Could each entry be returned exactly as it appears?

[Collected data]
Start of Block
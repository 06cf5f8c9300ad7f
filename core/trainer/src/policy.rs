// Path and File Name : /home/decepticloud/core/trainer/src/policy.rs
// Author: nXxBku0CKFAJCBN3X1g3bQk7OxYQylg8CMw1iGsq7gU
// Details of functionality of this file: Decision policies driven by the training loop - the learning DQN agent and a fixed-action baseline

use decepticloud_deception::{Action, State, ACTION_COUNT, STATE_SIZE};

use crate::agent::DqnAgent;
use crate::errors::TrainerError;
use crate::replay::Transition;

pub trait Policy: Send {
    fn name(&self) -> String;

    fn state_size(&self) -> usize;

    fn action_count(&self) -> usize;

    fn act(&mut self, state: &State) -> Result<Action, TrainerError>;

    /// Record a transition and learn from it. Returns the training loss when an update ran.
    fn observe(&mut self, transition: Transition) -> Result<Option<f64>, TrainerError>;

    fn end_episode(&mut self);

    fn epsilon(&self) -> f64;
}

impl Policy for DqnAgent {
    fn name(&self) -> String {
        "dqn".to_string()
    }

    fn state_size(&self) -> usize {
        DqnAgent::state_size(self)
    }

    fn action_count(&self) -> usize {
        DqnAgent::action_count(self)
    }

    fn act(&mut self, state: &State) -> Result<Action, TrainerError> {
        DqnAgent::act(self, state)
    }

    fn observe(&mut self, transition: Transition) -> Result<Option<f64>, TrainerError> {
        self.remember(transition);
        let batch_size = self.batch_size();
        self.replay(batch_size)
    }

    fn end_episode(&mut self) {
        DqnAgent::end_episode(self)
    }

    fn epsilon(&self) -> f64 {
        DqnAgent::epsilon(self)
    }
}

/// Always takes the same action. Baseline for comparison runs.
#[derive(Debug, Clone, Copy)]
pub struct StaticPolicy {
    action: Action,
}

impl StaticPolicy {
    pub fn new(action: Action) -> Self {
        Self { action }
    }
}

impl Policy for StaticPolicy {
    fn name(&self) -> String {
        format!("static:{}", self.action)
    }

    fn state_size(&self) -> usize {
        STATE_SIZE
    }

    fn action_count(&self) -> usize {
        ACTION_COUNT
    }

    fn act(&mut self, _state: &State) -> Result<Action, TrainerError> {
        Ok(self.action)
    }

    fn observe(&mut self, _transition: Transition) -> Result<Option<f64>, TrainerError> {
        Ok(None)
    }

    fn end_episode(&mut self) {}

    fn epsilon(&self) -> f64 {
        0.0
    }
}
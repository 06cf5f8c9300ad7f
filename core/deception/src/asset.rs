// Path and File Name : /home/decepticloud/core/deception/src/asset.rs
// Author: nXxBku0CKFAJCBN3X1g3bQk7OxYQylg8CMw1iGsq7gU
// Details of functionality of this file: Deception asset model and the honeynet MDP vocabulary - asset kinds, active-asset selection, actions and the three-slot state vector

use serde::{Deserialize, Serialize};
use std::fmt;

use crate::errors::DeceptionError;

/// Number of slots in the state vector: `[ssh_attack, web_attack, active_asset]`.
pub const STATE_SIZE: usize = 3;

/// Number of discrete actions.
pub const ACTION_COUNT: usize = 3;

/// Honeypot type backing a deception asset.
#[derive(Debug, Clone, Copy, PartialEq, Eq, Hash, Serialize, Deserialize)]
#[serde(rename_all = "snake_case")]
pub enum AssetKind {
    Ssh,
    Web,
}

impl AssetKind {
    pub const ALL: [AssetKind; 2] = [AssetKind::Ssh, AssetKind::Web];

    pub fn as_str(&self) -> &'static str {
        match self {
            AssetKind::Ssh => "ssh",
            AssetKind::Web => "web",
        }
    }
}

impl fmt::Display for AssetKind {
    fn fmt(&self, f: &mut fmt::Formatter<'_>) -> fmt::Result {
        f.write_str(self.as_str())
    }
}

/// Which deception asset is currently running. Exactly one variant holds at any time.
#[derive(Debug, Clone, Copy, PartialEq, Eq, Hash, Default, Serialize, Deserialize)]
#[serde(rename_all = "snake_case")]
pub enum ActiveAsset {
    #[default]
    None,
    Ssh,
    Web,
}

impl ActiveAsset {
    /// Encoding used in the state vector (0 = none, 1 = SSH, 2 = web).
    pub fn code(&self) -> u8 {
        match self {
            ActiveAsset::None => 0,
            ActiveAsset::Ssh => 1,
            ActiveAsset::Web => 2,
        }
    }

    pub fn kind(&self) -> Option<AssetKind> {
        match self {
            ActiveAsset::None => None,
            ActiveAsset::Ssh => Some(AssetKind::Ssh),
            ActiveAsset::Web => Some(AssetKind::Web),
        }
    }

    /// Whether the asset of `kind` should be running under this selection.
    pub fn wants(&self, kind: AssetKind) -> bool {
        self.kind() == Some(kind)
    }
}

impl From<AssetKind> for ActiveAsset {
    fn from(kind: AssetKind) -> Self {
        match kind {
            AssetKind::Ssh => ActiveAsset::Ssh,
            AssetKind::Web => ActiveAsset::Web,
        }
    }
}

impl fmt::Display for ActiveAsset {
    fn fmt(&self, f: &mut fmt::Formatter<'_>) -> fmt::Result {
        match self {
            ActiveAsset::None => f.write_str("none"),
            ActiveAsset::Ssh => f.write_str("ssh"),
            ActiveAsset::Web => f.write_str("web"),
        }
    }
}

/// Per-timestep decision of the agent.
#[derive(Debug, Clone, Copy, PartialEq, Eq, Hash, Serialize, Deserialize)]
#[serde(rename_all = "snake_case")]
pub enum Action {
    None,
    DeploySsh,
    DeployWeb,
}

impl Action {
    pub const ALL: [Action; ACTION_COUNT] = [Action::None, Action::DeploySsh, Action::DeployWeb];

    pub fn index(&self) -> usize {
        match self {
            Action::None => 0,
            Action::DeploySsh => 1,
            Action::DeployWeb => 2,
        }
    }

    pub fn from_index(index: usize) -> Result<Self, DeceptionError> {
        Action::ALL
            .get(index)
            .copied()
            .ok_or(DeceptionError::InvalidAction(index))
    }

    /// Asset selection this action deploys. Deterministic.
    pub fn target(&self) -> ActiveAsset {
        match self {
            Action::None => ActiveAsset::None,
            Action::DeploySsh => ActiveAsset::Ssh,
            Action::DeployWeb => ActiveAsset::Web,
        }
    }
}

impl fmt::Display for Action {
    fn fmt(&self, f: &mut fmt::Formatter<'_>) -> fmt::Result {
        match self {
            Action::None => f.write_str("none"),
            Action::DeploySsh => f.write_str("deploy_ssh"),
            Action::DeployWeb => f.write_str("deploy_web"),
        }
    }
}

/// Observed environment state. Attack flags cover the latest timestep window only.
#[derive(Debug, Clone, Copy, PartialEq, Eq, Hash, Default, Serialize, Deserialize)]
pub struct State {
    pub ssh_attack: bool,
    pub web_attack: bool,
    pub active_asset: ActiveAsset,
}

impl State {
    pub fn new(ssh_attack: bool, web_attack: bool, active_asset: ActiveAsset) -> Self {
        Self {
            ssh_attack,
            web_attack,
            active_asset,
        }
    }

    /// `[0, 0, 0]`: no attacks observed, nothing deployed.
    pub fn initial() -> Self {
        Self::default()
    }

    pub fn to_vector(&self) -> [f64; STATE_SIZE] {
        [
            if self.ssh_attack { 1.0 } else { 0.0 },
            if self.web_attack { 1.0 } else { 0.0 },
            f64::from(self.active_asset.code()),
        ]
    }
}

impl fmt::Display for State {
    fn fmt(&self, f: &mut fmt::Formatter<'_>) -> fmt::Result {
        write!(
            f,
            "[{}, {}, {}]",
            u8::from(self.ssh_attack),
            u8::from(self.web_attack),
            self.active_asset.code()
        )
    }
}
End of Block
[Answer space]
repository 06cf5f8c9300ad7f
filename core/trainer/src/policy.rs
// Path and File Name : /home/decepticloud/core/trainer/src/policy.rs
// Author: nXxBku0CKFAJCBN3X1g3bQk7OxYQylg8CMw1iGsq7gU
// Details of functionality of this file: Decision policies driven by the training loop - the learning DQN agent and a fixed-action baseline

use decepticloud_deception::{Action, State, ACTION_COUNT, STATE_SIZE};

use crate::agent::DqnAgent;
use crate::errors::TrainerError;
use crate::replay::Transition;

pub trait Policy: Send {
    fn name(&self) -> String;

    fn state_size(&self) -> usize;

    fn action_count(&self) -> usize;

    fn act(&mut self, state: &State) -> Result<Action, TrainerError>;

    /// Record a transition and learn from it. Returns the training loss when an update ran.
    fn observe(&mut self, transition: Transition) -> Result<Option<f64>, TrainerError>;

    fn end_episode(&mut self);

    fn epsilon(&self) -> f64;
}

impl Policy for DqnAgent {
    fn name(&self) -> String {
        "dqn".to_string()
    }

    fn state_size(&self) -> usize {
        DqnAgent::state_size(self)
    }

    fn action_count(&self) -> usize {
        DqnAgent::action_count(self)
    }

    fn act(&mut self, state: &State) -> Result<Action, TrainerError> {
        DqnAgent::act(self, state)
    }

    fn observe(&mut self, transition: Transition) -> Result<Option<f64>, TrainerError> {
        self.remember(transition);
        let batch_size = self.batch_size();
        self.replay(batch_size)
    }

    fn end_episode(&mut self) {
        DqnAgent::end_episode(self)
    }

    fn epsilon(&self) -> f64 {
        DqnAgent::epsilon(self)
    }
}

/// Always takes the same action. Baseline for comparison runs.
#[derive(Debug, Clone, Copy)]
pub struct StaticPolicy {
    action: Action,
}

impl StaticPolicy {
    pub fn new(action: Action) -> Self {
        Self { action }
    }
}

impl Policy for StaticPolicy {
    fn name(&self) -> String {
        format!("static:{}", self.action)
    }

    fn state_size(&self) -> usize {
        STATE_SIZE
    }

    fn action_count(&self) -> usize {
        ACTION_COUNT
    }

    fn act(&mut self, _state: &State) -> Result<Action, TrainerError> {
        Ok(self.action)
    }

    fn observe(&mut self, _transition: Transition) -> Result<Option<f64>, TrainerError> {
        Ok(None)
    }

    fn end_episode(&mut self) {}

    fn epsilon(&self) -> f64 {
        0.0
    }
}
repository 06cf5f8c9300ad7f
filename core/deception/src/asset.rs
// Path and File Name : /home/decepticloud/core/deception/src/asset.rs
// Author: nXxBku0CKFAJCBN3X1g3bQk7OxYQylg8CMw1iGsq7gU
// Details of functionality of this file: Deception asset model and the honeynet MDP vocabulary - asset kinds, active-asset selection, actions and the three-slot state vector

use serde::{Deserialize, Serialize};
use std::fmt;

use crate::errors::DeceptionError;

/// Number of slots in the state vector: `[ssh_attack, web_attack, active_asset]`.
pub const STATE_SIZE: usize = 3;

/// Number of discrete actions.
pub const ACTION_COUNT: usize = 3;

/// Honeypot type backing a deception asset.
#[derive(Debug, Clone, Copy, PartialEq, Eq, Hash, Serialize, Deserialize)]
#[serde(rename_all = "snake_case")]
pub enum AssetKind {
    Ssh,
    Web,
}

impl AssetKind {
    pub const ALL: [AssetKind; 2] = [AssetKind::Ssh, AssetKind::Web];

    pub fn as_str(&self) -> &'static str {
        match self {
            AssetKind::Ssh => "ssh",
            AssetKind::Web => "web",
        }
    }
}

impl fmt::Display for AssetKind {
    fn fmt(&self, f: &mut fmt::Formatter<'_>) -> fmt::Result {
        f.write_str(self.as_str())
    }
}

/// Which deception asset is currently running. Exactly one variant holds at any time.
#[derive(Debug, Clone, Copy, PartialEq, Eq, Hash, Default, Serialize, Deserialize)]
#[serde(rename_all = "snake_case")]
pub enum ActiveAsset {
    #[default]
    None,
    Ssh,
    Web,
}

impl ActiveAsset {
    /// Encoding used in the state vector (0 = none, 1 = SSH, 2 = web).
    pub fn code(&self) -> u8 {
        match self {
            ActiveAsset::None => 0,
            ActiveAsset::Ssh => 1,
            ActiveAsset::Web => 2,
        }
    }

    pub fn kind(&self) -> Option<AssetKind> {
        match self {
            ActiveAsset::None => None,
            ActiveAsset::Ssh => Some(AssetKind::Ssh),
            ActiveAsset::Web => Some(AssetKind::Web),
        }
    }

    /// Whether the asset of `kind` should be running under this selection.
    pub fn wants(&self, kind: AssetKind) -> bool {
        self.kind() == Some(kind)
    }
}

impl From<AssetKind> for ActiveAsset {
    fn from(kind: AssetKind) -> Self {
        match kind {
            AssetKind::Ssh => ActiveAsset::Ssh,
            AssetKind::Web => ActiveAsset::Web,
        }
    }
}

impl fmt::Display for ActiveAsset {
    fn fmt(&self, f: &mut fmt::Formatter<'_>) -> fmt::Result {
        match self {
            ActiveAsset::None => f.write_str("none"),
            ActiveAsset::Ssh => f.write_str("ssh"),
            ActiveAsset::Web => f.write_str("web"),
        }
    }
}

/// Per-timestep decision of the agent.
#[derive(Debug, Clone, Copy, PartialEq, Eq, Hash, Serialize, Deserialize)]
#[serde(rename_all = "snake_case")]
pub enum Action {
    None,
    DeploySsh,
    DeployWeb,
}

impl Action {
    pub const ALL: [Action; ACTION_COUNT] = [Action::None, Action::DeploySsh, Action::DeployWeb];

    pub fn index(&self) -> usize {
        match self {
            Action::None => 0,
            Action::DeploySsh => 1,
            Action::DeployWeb => 2,
        }
    }

    pub fn from_index(index: usize) -> Result<Self, DeceptionError> {
        Action::ALL
            .get(index)
            .copied()
            .ok_or(DeceptionError::InvalidAction(index))
    }

    /// Asset selection this action deploys. Deterministic.
    pub fn target(&self) -> ActiveAsset {
        match self {
            Action::None => ActiveAsset::None,
            Action::DeploySsh => ActiveAsset::Ssh,
            Action::DeployWeb => ActiveAsset::Web,
        }
    }
}

impl fmt::Display for Action {
    fn fmt(&self, f: &mut fmt::Formatter<'_>) -> fmt::Result {
        match self {
            Action::None => f.write_str("none"),
            Action::DeploySsh => f.write_str("deploy_ssh"),
            Action::DeployWeb => f.write_str("deploy_web"),
        }
    }
}

/// Observed environment state. Attack flags cover the latest timestep window only.
#[derive(Debug, Clone, Copy, PartialEq, Eq, Hash, Default, Serialize, Deserialize)]
pub struct State {
    pub ssh_attack: bool,
    pub web_attack: bool,
    pub active_asset: ActiveAsset,
}

impl State {
    pub fn new(ssh_attack: bool, web_attack: bool, active_asset: ActiveAsset) -> Self {
        Self {
            ssh_attack,
            web_attack,
            active_asset,
        }
    }

    /// `[0, 0, 0]`: no attacks observed, nothing deployed.
    pub fn initial() -> Self {
        Self::default()
    }

    pub fn to_vector(&self) -> [f64; STATE_SIZE] {
        [
            if self.ssh_attack { 1.0 } else { 0.0 },
            if self.web_attack { 1.0 } else { 0.0 },
            f64::from(self.active_asset.code()),
        ]
    }
}

impl fmt::Display for State {
    fn fmt(&self, f: &mut fmt::Formatter<'_>) -> fmt::Result {
        write!(
            f,
            "[{}, {}, {}]",
            u8::from(self.ssh_attack),
            u8::from(self.web_attack),
            self.active_asset.code()
        )
    }
}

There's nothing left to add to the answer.